Lichtblau is too modest. He joined reporter James Risen in revealing the classified National Security Agency anti-terrorism surveillance program on the front page of the Times in December 2005.
"Time and again, as both White House counsel and attorney general, Mr. Gonzales would return to that theme: in a time of war, the president has broad powers to protect the country. It would become Mr. Gonzales's mantra and, ultimately, by alienating lawmakers who accused the administration of overreaching, it would contribute to his undoing."
But in only the fourth paragraph, the Times shifted its focusto the ominous agenda of the vice president.
"It was Vice President Dick Cheney and his top legal adviser, David S. Addington, who, by most accounts, provided the intellectual framework for building up the power of an executive branch that they believed had been badly weakened by restrictions imposed after Vietnam and Watergate. They pushed for a radical rewriting of American policies on such critical issues as surveillance and detention of terrorism suspects after the Sept. 11 attacks, with virtually no oversight or input from Congress or the courts.
"But as a longtime loyal adviser to Mr. Bush, Mr. Gonzales was often left to carry out those policies and put his stamp on them. But his dogged and sometimes robotic defense of the president's wartime powers - in the face of Congressional pressure, adverse court rulings and public scorn - often proved ineffectual or counterproductive."

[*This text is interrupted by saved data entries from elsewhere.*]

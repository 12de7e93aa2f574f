//! Driver node of the tidal load-testing system.
//!
//! A driver registers with the orchestrator, waits for a test config,
//! waits for the trigger carrying the same `test_id`, then hammers the
//! target server while streaming latency metrics and heartbeats.
//!
//! ```text
//!            register            test-config            trigger(test_id)
//! REGISTERED ────────▶ AWAITING_CONFIG ────▶ CONFIGURED ─────────▶ RUNNING
//!                            ▲                  │ config-ack          │
//!                            │                  ▼                     │ load done
//!                            └──── rearm ──── DONE ◀──────────────────┘
//! ```
//!
//! While RUNNING three tasks share one "done" token:
//!
//! - the load algorithm ([`LoadGenerator::avalanche`] or [`LoadGenerator::tsunami`])
//! - the streaming metrics producer ([`reporting::stream_metrics`])
//! - the heartbeat producer ([`reporting::send_heartbeats`])
//!
//! When the load algorithm returns the token fires, both producers stop and
//! one final metrics report is published.

pub mod driver;
pub mod error;
pub mod load;
pub mod metrics;
pub mod node;
pub mod reporting;

pub use driver::{AcquisitionOutcome, Driver, DriverConfig, RunReport};
pub use error::{Error, Result};
pub use load::{LoadGenerator, LoadStats};
pub use metrics::{format_duration, summarize, LatencySummary, MetricsAggregator};
pub use node::{DriverNode, DriverState};
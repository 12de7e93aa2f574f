//! Kafka backend against a live broker.
//!
//! Run with `cargo test -p tidal-bus --test kafka_bus -- --ignored` and a
//! broker at `TIDAL_BROKERS` (default `localhost:9092`).

use std::sync::Arc;
use std::time::Duration;

use tidal_bus::{Bus, KafkaBus, KafkaConfig};
use tidal_types::{TopicNames, TriggerMessage};
use uuid::Uuid;

fn kafka_config() -> KafkaConfig {
    KafkaConfig {
        brokers: std::env::var("TIDAL_BROKERS").unwrap_or_else(|_| "localhost:9092".to_string()),
        ..Default::default()
    }
}

#[tokio::test]
#[ignore = "requires a Kafka broker"]
async fn test_message_published_right_after_subscribe_is_delivered() {
    let kafka = KafkaBus::new(kafka_config()).unwrap();
    let topics = TopicNames {
        trigger: format!("tidal-test-trigger-{}", Uuid::new_v4()),
        ..Default::default()
    };
    kafka.create_topics(&[topics.trigger.as_str()], 3).await.unwrap();
    let bus = Bus::new(Arc::new(kafka), topics);

    // Older traffic must not be replayed
    bus.publish_one(&TriggerMessage::new("before")).await;

    let mut sub = bus.subscribe::<TriggerMessage>().await.unwrap();
    let report = bus.publish_one(&TriggerMessage::new("after")).await;
    assert!(report.is_ok());

    let trigger = tokio::time::timeout(Duration::from_secs(30), sub.next())
        .await
        .expect("trigger published after subscribe never arrived")
        .unwrap()
        .unwrap();
    assert_eq!(trigger.test_id, "after");
}

#[tokio::test]
#[ignore = "requires a Kafka broker"]
async fn test_subscribe_to_missing_topic_fails() {
    let kafka = KafkaBus::new(KafkaConfig {
        metadata_timeout: Duration::from_secs(3),
        ..kafka_config()
    })
    .unwrap();
    let bus = Bus::new(
        Arc::new(kafka),
        TopicNames {
            trigger: format!("tidal-missing-{}", Uuid::new_v4()),
            ..Default::default()
        },
    );
    assert!(bus.subscribe::<TriggerMessage>().await.is_err());
}
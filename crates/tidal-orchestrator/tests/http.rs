//! Control and query routes, exercised in-process with `tower::ServiceExt`.

use std::sync::Arc;
use std::time::Duration;

use axum::body::Body;
use axum::http::{Request, StatusCode};
use serde_json::Value;
use tempfile::TempDir;
use tidal_bus::{Bus, MemoryBus};
use tidal_orchestrator::{http, Orchestrator, OrchestratorConfig};
use tidal_store::RedbStore;
use tidal_types::{HeartbeatMessage, MetricsData, MetricsMessage, RegisterMessage, TopicNames, TriggerMessage};
use tokio_util::sync::CancellationToken;
use tower::ServiceExt;

struct Api {
    _dir: TempDir,
    bus: Bus,
    orchestrator: Arc<Orchestrator>,
}

fn api() -> Api {
    api_with(0)
}

fn api_with(drivers: usize) -> Api {
    let dir = TempDir::new().unwrap();
    let store = Arc::new(RedbStore::open(dir.path()).unwrap());
    let bus = Bus::new(Arc::new(MemoryBus::new()), TopicNames::default());
    let config = OrchestratorConfig {
        drivers,
        settle_delay: Duration::from_millis(50),
        ..Default::default()
    };
    let orchestrator = Arc::new(Orchestrator::new(bus.clone(), store, config));
    Api {
        _dir: dir,
        bus,
        orchestrator,
    }
}

async fn call(api: &Api, request: Request<Body>) -> (StatusCode, Value) {
    let response = http::router(api.orchestrator.clone())
        .oneshot(request)
        .await
        .unwrap();
    let status = response.status();
    let bytes = axum::body::to_bytes(response.into_body(), usize::MAX)
        .await
        .unwrap();
    let body = serde_json::from_slice(&bytes).unwrap_or(Value::Null);
    (status, body)
}

fn get(uri: &str) -> Request<Body> {
    Request::builder().uri(uri).body(Body::empty()).unwrap()
}

fn post_json(uri: &str, body: Value) -> Request<Body> {
    Request::builder()
        .method("POST")
        .uri(uri)
        .header("content-type", "application/json")
        .body(Body::from(body.to_string()))
        .unwrap()
}

async fn register(api: &Api, node_id: &str) {
    api.orchestrator
        .handle_register(RegisterMessage::new(node_id, "10.0.0.1"))
        .await
        .unwrap();
}

// ---------------------------------------------------------------------------
// Queries
// ---------------------------------------------------------------------------

#[tokio::test]
async fn test_all_nodes_before_any_registration_is_a_store_error() {
    let api = api();
    let (status, body) = call(&api, get("/all-nodes")).await;
    assert_eq!(status, StatusCode::INTERNAL_SERVER_ERROR);
    assert!(body["error"].as_str().unwrap().contains("register"));
}

#[tokio::test]
async fn test_all_nodes_lists_registrations() {
    let api = api();
    register(&api, "n1").await;
    register(&api, "n2").await;

    let (status, body) = call(&api, get("/all-nodes")).await;
    assert_eq!(status, StatusCode::OK);
    let nodes = body.as_array().unwrap();
    assert_eq!(nodes.len(), 2);
    assert_eq!(nodes[0]["node_id"], "n1");
    assert_eq!(nodes[0]["node_IP"], "10.0.0.1");
    assert_eq!(nodes[0]["message_type"], "DRIVER_NODE_REGISTER");
}

#[tokio::test]
async fn test_metrics_routes() {
    let api = api();
    register(&api, "n1").await;
    register(&api, "n2").await;
    let report = MetricsMessage::new("n1", "run-1", MetricsData::default());
    api.orchestrator.handle_metrics(report.clone()).await.unwrap();

    let (status, body) = call(&api, get("/metrics/n1")).await;
    assert_eq!(status, StatusCode::OK);
    assert_eq!(body["report_id"], report.report_id.as_str());

    let (status, _) = call(&api, get("/metrics/n2")).await;
    assert_eq!(status, StatusCode::INTERNAL_SERVER_ERROR);

    // Nodes without metrics are skipped
    let (status, body) = call(&api, get("/all-metrics")).await;
    assert_eq!(status, StatusCode::OK);
    let all = body["metrics"].as_array().unwrap();
    assert_eq!(all.len(), 1);
    assert_eq!(all[0]["node_id"], "n1");
}

#[tokio::test]
async fn test_heartbeat_history_and_node_status() {
    let api = api();
    register(&api, "n1").await;
    api.orchestrator
        .handle_heartbeat(HeartbeatMessage::now("n1"))
        .await
        .unwrap();
    api.orchestrator
        .handle_heartbeat(HeartbeatMessage::now("n1"))
        .await
        .unwrap();

    let (status, body) = call(&api, get("/heartbeat/n1")).await;
    assert_eq!(status, StatusCode::OK);
    assert_eq!(body.as_array().unwrap().len(), 2);
    assert_eq!(body[0]["heartbeat"], "YES");

    let (status, body) = call(&api, get("/node-status")).await;
    assert_eq!(status, StatusCode::OK);
    assert_eq!(body[0]["node_id"], "n1");
    assert_eq!(body[0]["status"], "ALIVE");
}

// ---------------------------------------------------------------------------
// Trigger
// ---------------------------------------------------------------------------

#[tokio::test]
async fn test_trigger_publishes_and_persists_config() {
    let api = api();
    let mut triggers = api.bus.subscribe::<TriggerMessage>().await.unwrap();

    let (status, body) = call(
        &api,
        post_json(
            "/trigger-load-test",
            serde_json::json!({
                "test_type": "avalanche",
                "test_server": "http://target:8080/ping",
                "test_message_delay": 0,
                "message_count_per_driver": 10
            }),
        ),
    )
    .await;
    assert_eq!(status, StatusCode::OK);
    assert_eq!(body["message"], "Load test triggered successfully");
    let test_id = body["test_id"].as_str().unwrap().to_string();

    let trigger = triggers.next().await.unwrap().unwrap();
    assert_eq!(trigger.test_id, test_id);

    let (status, body) = call(&api, get("/test-config")).await;
    assert_eq!(status, StatusCode::OK);
    assert_eq!(body[0]["test_id"], test_id.as_str());
    assert_eq!(body[0]["test_type"], "AVALANCHE");
    assert_eq!(body[0]["test_server"], "http://target:8080/ping");
}

#[tokio::test]
async fn test_trigger_rejects_unknown_test_type() {
    let api = api();
    let (status, body) = call(
        &api,
        post_json(
            "/trigger-load-test",
            serde_json::json!({
                "test_type": "EARTHQUAKE",
                "test_message_delay": 0,
                "message_count_per_driver": 1
            }),
        ),
    )
    .await;
    assert_eq!(status, StatusCode::BAD_REQUEST);
    assert!(body["error"].as_str().unwrap().contains("EARTHQUAKE"));
}

#[tokio::test]
async fn test_trigger_requires_message_count() {
    let api = api();
    let (status, _) = call(
        &api,
        post_json(
            "/trigger-load-test",
            serde_json::json!({ "test_type": "TSUNAMI", "test_message_delay": 100 }),
        ),
    )
    .await;
    assert_eq!(status, StatusCode::BAD_REQUEST);
}

fn avalanche_body() -> Value {
    serde_json::json!({
        "test_type": "AVALANCHE",
        "test_server": "http://target:8080/ping",
        "test_message_delay": 0,
        "message_count_per_driver": 3
    })
}

#[tokio::test]
async fn test_trigger_is_refused_until_quorum() {
    let api = api_with(2);
    let mut registrations = api.bus.subscribe::<RegisterMessage>().await.unwrap();
    let mut triggers = api.bus.subscribe::<TriggerMessage>().await.unwrap();

    let (status, body) = call(&api, post_json("/trigger-load-test", avalanche_body())).await;
    assert_eq!(status, StatusCode::SERVICE_UNAVAILABLE);
    assert!(body["error"].as_str().unwrap().contains("0/2"));
    assert!(!api.orchestrator.quorum_reached());

    // Nothing went out and nothing was persisted
    assert!(
        tokio::time::timeout(Duration::from_millis(100), triggers.next())
            .await
            .is_err()
    );
    let (status, _) = call(&api, get("/test-config")).await;
    assert_eq!(status, StatusCode::INTERNAL_SERVER_ERROR);

    for node in ["n1", "n2"] {
        api.bus
            .publish_one(&RegisterMessage::new(node, "10.0.0.1"))
            .await;
    }
    let shutdown = CancellationToken::new();
    assert!(api
        .orchestrator
        .await_registrations(&mut registrations, &shutdown)
        .await
        .unwrap());
    let _tasks = api
        .orchestrator
        .clone()
        .start(registrations, &shutdown)
        .await
        .unwrap();
    assert!(api.orchestrator.quorum_reached());

    let (status, body) = call(&api, post_json("/trigger-load-test", avalanche_body())).await;
    assert_eq!(status, StatusCode::OK);
    let trigger = triggers.next().await.unwrap().unwrap();
    assert_eq!(trigger.test_id, body["test_id"].as_str().unwrap());

    shutdown.cancel();
}
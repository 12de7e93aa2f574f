use thiserror::Error;

#[derive(Error, Debug)]
pub enum Error {
    #[error("Store error: {0}")]
    Store(#[from] tidal_store::Error),

    #[error("Bus error: {0}")]
    Bus(#[from] tidal_bus::Error),

    #[error("Failed to publish {kind} message: {errors} error(s), {enqueued} enqueued")]
    Publish {
        kind: &'static str,
        enqueued: usize,
        errors: usize,
    },

    #[error("Registration quorum not reached: {registered}/{required} driver(s) registered")]
    QuorumNotReached { registered: usize, required: usize },

    #[error("Bus closed while {0}")]
    BusClosed(&'static str),
}

pub type Result<T> = std::result::Result<T, Error>;
//! In-memory registry of driver nodes and their liveness.

use chrono::{DateTime, Utc};
use serde::Serialize;
use std::collections::HashMap;
use std::fmt;
use std::sync::{Mutex, MutexGuard};
use std::time::Duration;
use tokio::time::Instant;

/// Liveness of a registered node.
#[derive(Debug, Clone, Copy, PartialEq, Eq, Serialize)]
#[serde(rename_all = "SCREAMING_SNAKE_CASE")]
pub enum NodeStatus {
    Alive,
    /// Silent for longer than the heartbeat timeout. The node stays
    /// registered and returns to `Alive` on its next heartbeat.
    Dead,
}

impl fmt::Display for NodeStatus {
    fn fmt(&self, f: &mut fmt::Formatter<'_>) -> fmt::Result {
        match self {
            NodeStatus::Alive => f.write_str("ALIVE"),
            NodeStatus::Dead => f.write_str("DEAD"),
        }
    }
}

#[derive(Debug, Clone)]
struct NodeEntry {
    node_ip: String,
    status: NodeStatus,
    last_seen: Instant,
    last_seen_at: DateTime<Utc>,
    registrations: u32,
}

/// Point-in-time view of one node.
#[derive(Debug, Clone, PartialEq, Eq, Serialize)]
pub struct NodeView {
    pub node_id: String,
    pub node_ip: String,
    pub status: NodeStatus,
    /// RFC 3339 wall-clock time of the last registration or heartbeat.
    pub last_seen: String,
    pub registrations: u32,
}

/// Result of recording a heartbeat.
#[derive(Debug, Clone, Copy, PartialEq, Eq)]
pub enum Touch {
    Unknown,
    Refreshed,
    /// The node was `Dead` and is `Alive` again.
    Revived,
}

/// Registry of `node_id -> last_seen`.
///
/// The lock guards the map mutation only; callers do their store and bus
/// I/O after the call returns.
#[derive(Debug, Default)]
pub struct Registry {
    nodes: Mutex<HashMap<String, NodeEntry>>,
}

impl Registry {
    pub fn new() -> Self {
        Self::default()
    }

    fn nodes(&self) -> MutexGuard<'_, HashMap<String, NodeEntry>> {
        self.nodes.lock().unwrap_or_else(|e| e.into_inner())
    }

    /// Insert or re-insert a node as `Alive`, seen now.
    pub fn register(&self, node_id: &str, node_ip: &str) {
        let now = Instant::now();
        let mut nodes = self.nodes();
        let entry = nodes.entry(node_id.to_string()).or_insert_with(|| NodeEntry {
            node_ip: node_ip.to_string(),
            status: NodeStatus::Alive,
            last_seen: now,
            last_seen_at: Utc::now(),
            registrations: 0,
        });
        entry.node_ip = node_ip.to_string();
        entry.status = NodeStatus::Alive;
        entry.last_seen = now;
        entry.last_seen_at = Utc::now();
        entry.registrations += 1;
    }

    /// Refresh `last_seen` of a registered node.
    pub fn touch(&self, node_id: &str) -> Touch {
        let mut nodes = self.nodes();
        let Some(entry) = nodes.get_mut(node_id) else {
            return Touch::Unknown;
        };
        entry.last_seen = Instant::now();
        entry.last_seen_at = Utc::now();
        match entry.status {
            NodeStatus::Alive => Touch::Refreshed,
            NodeStatus::Dead => {
                entry.status = NodeStatus::Alive;
                Touch::Revived
            }
        }
    }

    pub fn contains(&self, node_id: &str) -> bool {
        self.nodes().contains_key(node_id)
    }

    pub fn status(&self, node_id: &str) -> Option<NodeStatus> {
        self.nodes().get(node_id).map(|e| e.status)
    }

    pub fn len(&self) -> usize {
        self.nodes().len()
    }

    pub fn is_empty(&self) -> bool {
        self.nodes().is_empty()
    }

    /// Ids of every registered node, sorted.
    pub fn node_ids(&self) -> Vec<String> {
        let mut ids: Vec<String> = self.nodes().keys().cloned().collect();
        ids.sort();
        ids
    }

    /// Ids of every node currently `Alive`, sorted.
    pub fn alive_ids(&self) -> Vec<String> {
        let mut ids: Vec<String> = self
            .nodes()
            .iter()
            .filter(|(_, e)| e.status == NodeStatus::Alive)
            .map(|(id, _)| id.clone())
            .collect();
        ids.sort();
        ids
    }

    /// Mark `Dead` every `Alive` node not seen within `timeout` of `now`.
    ///
    /// Returns the ids that changed state, sorted.
    pub fn sweep_at(&self, now: Instant, timeout: Duration) -> Vec<String> {
        let mut expired: Vec<String> = self
            .nodes()
            .iter_mut()
            .filter(|(_, e)| {
                e.status == NodeStatus::Alive && now.saturating_duration_since(e.last_seen) > timeout
            })
            .map(|(id, e)| {
                e.status = NodeStatus::Dead;
                id.clone()
            })
            .collect();
        expired.sort();
        expired
    }

    pub fn snapshot(&self) -> Vec<NodeView> {
        let mut views: Vec<NodeView> = self
            .nodes()
            .iter()
            .map(|(id, e)| NodeView {
                node_id: id.clone(),
                node_ip: e.node_ip.clone(),
                status: e.status,
                last_seen: e.last_seen_at.to_rfc3339_opts(chrono::SecondsFormat::Secs, true),
                registrations: e.registrations,
            })
            .collect();
        views.sort_by(|a, b| a.node_id.cmp(&b.node_id));
        views
    }
}

#[cfg(test)]
mod tests {
    use super::*;

    #[tokio::test(start_paused = true)]
    async fn test_sweep_marks_silent_nodes_dead() {
        let registry = Registry::new();
        registry.register("a", "10.0.0.1");
        registry.register("b", "10.0.0.2");

        tokio::time::advance(Duration::from_secs(40)).await;
        assert_eq!(registry.touch("b"), Touch::Refreshed);
        tokio::time::advance(Duration::from_secs(30)).await;

        let expired = registry.sweep_at(Instant::now(), Duration::from_secs(60));
        assert_eq!(expired, vec!["a".to_string()]);
        assert_eq!(registry.status("a"), Some(NodeStatus::Dead));
        assert_eq!(registry.status("b"), Some(NodeStatus::Alive));
        assert!(registry.contains("a"));
        assert_eq!(registry.alive_ids(), vec!["b".to_string()]);

        // Already dead nodes are not reported again
        assert!(registry.sweep_at(Instant::now(), Duration::from_secs(60)).is_empty());
    }

    #[tokio::test(start_paused = true)]
    async fn test_heartbeat_revives_dead_node() {
        let registry = Registry::new();
        registry.register("a", "10.0.0.1");
        tokio::time::advance(Duration::from_secs(10)).await;
        registry.sweep_at(Instant::now(), Duration::from_secs(5));

        assert_eq!(registry.touch("a"), Touch::Revived);
        assert_eq!(registry.status("a"), Some(NodeStatus::Alive));
    }

    #[test]
    fn test_touch_unknown_node() {
        let registry = Registry::new();
        assert_eq!(registry.touch("ghost"), Touch::Unknown);
        assert!(registry.is_empty());
    }

    #[tokio::test]
    async fn test_duplicate_registration_keeps_one_entry() {
        let registry = Registry::new();
        registry.register("a", "10.0.0.1");
        registry.register("a", "10.0.0.9");

        assert_eq!(registry.len(), 1);
        let view = &registry.snapshot()[0];
        assert_eq!(view.node_ip, "10.0.0.9");
        assert_eq!(view.registrations, 2);
        assert_eq!(view.status, NodeStatus::Alive);
    }
}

"Mr. Addington and John Yoo, a conservative legal scholar in the Office of Legal Counsel of the Justice Department, who are both forceful personalities, provided much of the legal rationale for secret detention centers, interrogation tactics bordering on torture and eavesdropping without warrants inside the United States for the first time since 1978. But the blessing of Mr. Gonzales, who represented the president, was crucial to carry out the policies....Mr. Gergen and other legal analysts and former government officials said Mr. Gonzales came to stand for the government-by-fiat approach adopted by the Bush White House after the Sept. 11 attacks."